- _EXERCISE OBJECTIVE_
Line count for the string "trim": give the number of lines in the data below that contain it, and nothing more.

(Collected data entries)
########################################
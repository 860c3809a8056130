//! Side-effecting adapters: filesystem, processes, backend, prompts, config.

pub mod approval;
pub mod backend;
pub mod config;
pub mod process;
pub mod prompt;
pub mod schema;
pub mod tools;
pub mod workspace;
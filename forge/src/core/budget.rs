//! Shared time budget helpers for bounded orchestration.

use std::time::{Duration, Instant};

use anyhow::{Result, anyhow};

/// Return the remaining time budget until the provided deadline.
pub fn remaining_budget(deadline: Instant) -> Result<Duration> {
    let remaining = deadline
        .checked_duration_since(Instant::now())
        .unwrap_or(Duration::from_secs(0));
    if remaining.is_zero() {
        return Err(anyhow!("step budget exhausted"));
    }
    Ok(remaining)
}

/// Deadline `budget` after `start`, or an error when it is not representable.
pub fn deadline_after(start: Instant, budget: Duration) -> Result<Instant> {
    start
        .checked_add(budget)
        .ok_or_else(|| anyhow!("time budget of {}s is too large", budget.as_secs()))
}

/// Shorten `timeout` so it never runs past `deadline`.
pub fn clamp_to_deadline(timeout: Duration, deadline: Option<Instant>) -> Duration {
    match deadline {
        Some(deadline) => {
            let remaining = deadline
                .checked_duration_since(Instant::now())
                .unwrap_or(Duration::ZERO);
            timeout.min(remaining)
        }
        None => timeout,
    }
}

/// Whether a single step's wall-clock time breaks the per-step ceiling.
pub fn exceeds_ceiling(elapsed: Duration, ceiling: Duration) -> bool {
    elapsed > ceiling
}
//! Structured records exchanged with the reasoning backend.
//!
//! Field names are part of the backend contract: they must match the JSON
//! Schemas under `schemas/` exactly.

use std::fmt;

use serde::{Deserialize, Serialize};

/// Raw natural-language project request. Fixed for the lifetime of a run.
#[derive(Debug, Clone, PartialEq, Eq)]
pub struct ProjectIntent(String);

impl ProjectIntent {
    pub fn new(raw: impl Into<String>) -> Self {
        Self(raw.into())
    }

    pub fn as_str(&self) -> &str {
        &self.0
    }
}

impl fmt::Display for ProjectIntent {
    fn fmt(&self, f: &mut fmt::Formatter<'_>) -> fmt::Result {
        f.write_str(&self.0)
    }
}

/// A file the plan expects to exist once the project is built.
#[derive(Debug, Clone, PartialEq, Eq, Serialize, Deserialize)]
pub struct PlannedFile {
    pub path: String,
    pub purpose: String,
}

/// Engineering plan produced by the planning stage.
#[derive(Debug, Clone, PartialEq, Eq, Serialize, Deserialize)]
pub struct Plan {
    pub name: String,
    pub description: String,
    pub techstack: String,
    pub features: Vec<String>,
    pub files: Vec<PlannedFile>,
}

/// One unit of coding work against a single file.
#[derive(Debug, Clone, PartialEq, Eq, Serialize, Deserialize)]
pub struct ImplementationStep {
    pub filepath: String,
    pub task_description: String,
}

/// Ordered implementation steps derived from an approved [`Plan`].
#[derive(Debug, Clone, PartialEq, Eq, Serialize, Deserialize)]
pub struct TaskPlan {
    pub implementation_steps: Vec<ImplementationStep>,
}

impl TaskPlan {
    pub fn len(&self) -> usize {
        self.implementation_steps.len()
    }

    pub fn is_empty(&self) -> bool {
        self.implementation_steps.is_empty()
    }
}

/// A record shape the backend can be asked to produce.
///
/// `SCHEMA` is the JSON Schema every response is validated against before it
/// is deserialized.
pub trait Record: Serialize + serde::de::DeserializeOwned + Clone {
    /// Human-readable shape name used in prompts, logs and errors.
    const SHAPE: &'static str;
    const SCHEMA: &'static str;
}

impl Record for Plan {
    const SHAPE: &'static str = "Plan";
    const SCHEMA: &'static str = include_str!("../../schemas/plan.schema.json");
}

impl Record for TaskPlan {
    const SHAPE: &'static str = "TaskPlan";
    const SCHEMA: &'static str = include_str!("../../schemas/task_plan.schema.json");
}

/// Human decision recorded at an approval checkpoint.
#[derive(Debug, Clone, Copy, PartialEq, Eq)]
pub enum Approval {
    Approved,
    EditRequested,
}

/// Answer collected from the approval channel.
#[derive(Debug, Clone, PartialEq, Eq)]
pub enum Decision {
    Approve,
    Edit(String),
}

impl Decision {
    /// Collapse an edit with blank text into plain approval.
    pub fn normalized(self) -> Self {
        match self {
            Decision::Edit(text) if text.trim().is_empty() => Decision::Approve,
            Decision::Edit(text) => Decision::Edit(text.trim().to_string()),
            Decision::Approve => Decision::Approve,
        }
    }
}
########################################
- _EXERCISE RESULT_
2